How to scrape data from a google map (in flash)?
Quickly glancing at the page in Firebug and looking at the network calls, you can see where they are pulling the data from. Seems to be a couple of XML files, namely:
http://graphics8.nytimes.com/packages/xml/map_feed_victims.txt?c=2182
and
http://graphics8.nytimes.com/packages/xml/map_feed_incidents.txt?c=2182
+1 to @ericoneal's answer, but for the sake of noting an alternative approach, you could also download and install Fiddler. Fiddler routes your port-80 traffic through a proxy and provides you an interface for poking-around in the HTTP responses that follow your web request.
I'll describe the usage. In the screenshot, I just launched Fiddler, then opened your link in IE. All the data starts streaming-in without my doing anything else. Once it's settled, at left, I clicked on one of the returns (map_feed_incidents.txt
, as noted by Eric), then at top-right, I select Inspectors. The pane at bottom-right provides several inspection formats. I tried a few, and the screen shows the TextView.

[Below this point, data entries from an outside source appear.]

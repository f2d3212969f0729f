//! # datetimepicker-forms
//!
//! The datetime form field type that drives the picker widget. It merges
//! bundle-level and per-field picker options, fills in the language and the
//! default format, and translates the format into whichever vocabulary the
//! other side expects.
//!
//! - [`options`] - [`PickerOptions`] and the [`Formatter`] mode flag
//! - [`datetime_type`] - [`DatetimeType`], its field defaults and view variables

pub mod datetime_type;
pub mod options;

pub use datetime_type::{DatetimeType, FieldDefaults, PickerView, DEFAULT_FORMAT};
pub use options::{Formatter, PickerOptions};
//! Token vocabularies of the two format systems.
//!
//! The two tables are paired by position: `PICKER_TOKENS[i]` and
//! `ICU_TOKENS[i]` name the same date/time component. Two rows collapse in
//! one direction each:
//!
//! - rows 0 and 1 both hold picker `yyyy` (ICU `y` and `yyyy`)
//! - rows 10 and 11 both hold ICU `a` (picker `p` and `P`)

use datetimepicker_core::{PickerError, PickerResult};

use crate::segment::is_delimiter;

/// Picker (bootstrap-datetimepicker) tokens.
pub const PICKER_TOKENS: [&str; 19] = [
    "yyyy", "yyyy", "ss", "ii", "hh", "HH", "dd", "mm", "MM", "yy", "p", "P", "s", "i", "h", "H",
    "d", "m", "M",
];

/// ICU date-pattern tokens.
pub const ICU_TOKENS: [&str; 19] = [
    "y", "yyyy", "ss", "mm", "HH", "hh", "dd", "MM", "MMMM", "yy", "a", "a", "s", "m", "H", "h",
    "d", "M", "MMM",
];

/// The picker vocabulary.
pub const PICKER: TokenVocabulary<'static> = TokenVocabulary::new("picker", &PICKER_TOKENS);

/// The ICU vocabulary.
pub const ICU: TokenVocabulary<'static> = TokenVocabulary::new("icu", &ICU_TOKENS);

/// An ordered, named list of format tokens.
///
/// Order only matters for pairing with another vocabulary.
#[derive(Debug, Clone, Copy, PartialEq, Eq)]
pub struct TokenVocabulary<'a> {
    name: &'a str,
    tokens: &'a [&'a str],
}

impl<'a> TokenVocabulary<'a> {
    /// Creates a vocabulary. Call [`validate`](Self::validate) for tokens
    /// that do not come from a trusted table.
    pub const fn new(name: &'a str, tokens: &'a [&'a str]) -> Self {
        Self { name, tokens }
    }

    /// The vocabulary's name, used in diagnostics.
    pub const fn name(&self) -> &'a str {
        self.name
    }

    /// The tokens in positional order.
    pub const fn tokens(&self) -> &'a [&'a str] {
        self.tokens
    }

    pub const fn len(&self) -> usize {
        self.tokens.len()
    }

    pub const fn is_empty(&self) -> bool {
        self.tokens.is_empty()
    }

    /// Returns `true` if `token` appears anywhere in the vocabulary.
    pub fn contains(&self, token: &str) -> bool {
        self.tokens.contains(&token)
    }

    /// Returns the first position of `token`.
    pub fn position(&self, token: &str) -> Option<usize> {
        self.tokens.iter().position(|t| *t == token)
    }

    /// Checks that every token is non-empty and free of delimiter characters.
    ///
    /// A token holding a delimiter could never match a segment.
    pub fn validate(&self) -> PickerResult<()> {
        for (index, token) in self.tokens.iter().enumerate() {
            if token.is_empty() {
                return Err(PickerError::InvalidVocabulary(format!(
                    "{} token at position {index} is empty",
                    self.name
                )));
            }
            if let Some(c) = token.chars().find(|c| is_delimiter(*c)) {
                return Err(PickerError::InvalidVocabulary(format!(
                    "{} token {token:?} at position {index} contains delimiter {c:?}",
                    self.name
                )));
            }
        }
        Ok(())
    }
}
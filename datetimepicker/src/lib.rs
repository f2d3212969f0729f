//! # datetimepicker
//!
//! Integration between a web form layer and the bootstrap datetime picker.
//!
//! This is the meta-crate that re-exports the sub-crates. Depend on it to
//! get everything, or on individual crates for finer-grained control.

/// Errors, settings, logging, and the active language.
pub use datetimepicker_core as core;

/// Translation between picker and ICU date-format tokens.
pub use datetimepicker_format as format;

/// The datetime field type and its picker options.
#[cfg(feature = "forms")]
pub use datetimepicker_forms as forms;

/// Management commands.
#[cfg(feature = "cli")]
pub use datetimepicker_cli as cli;

pub use datetimepicker_core::{PickerError, PickerResult, Settings};
pub use datetimepicker_format::{to_icu, to_picker, translate, Direction, FormatMapping};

At a glance, the content appears to be line-break and tab-delimited (it's definitely not real XML). The top line specifies the file format, and every other line is an incident record. Here's the top-line and first record from the _incidents
file (scroll right and note the id
field):
LAT:DOUBLE LONG:DOUBLE incident_date:STRING incident_time:STRING boro:STRING num_victims:INTEGER primary_motive:STRING id:INTEGER weapon:STRING light_dark:STRING year:INTEGER
40.665626 -73.909699 01/01/08 02:09 Brooklyn 1 7 gun D 2008
The lat/long is obvious. The other two files (_victims
and _perpetrators
) use the same approach. Here's the top line and first record from the _perps
table:
incident_id:INTEGER sex:STRING race:STRING age:INTEGER
7 M B 20
The presence of incident_id
is useful. Both _victims
and _perps
have this column, and it relates their data back to the geo-tagged _incidents
table using that table's id
column.
As an aside.. I have to agree with George and wonder why they included the victim's name. That seems like a major ethical oversight. While it's meaningless as a mapped attribute, I would not be surprised to see the perpetrator's name. But the victim's? At first I thought this may have been an unused element in the data payload, but it's really in the map?!?! That's a very questionable decision, and it leads me to believe nobody is using that map. Otherwise I think some criticism would've emerged from the general public.
I don't know if you can get the exact same data from the NYC Open data repository, but here is a link.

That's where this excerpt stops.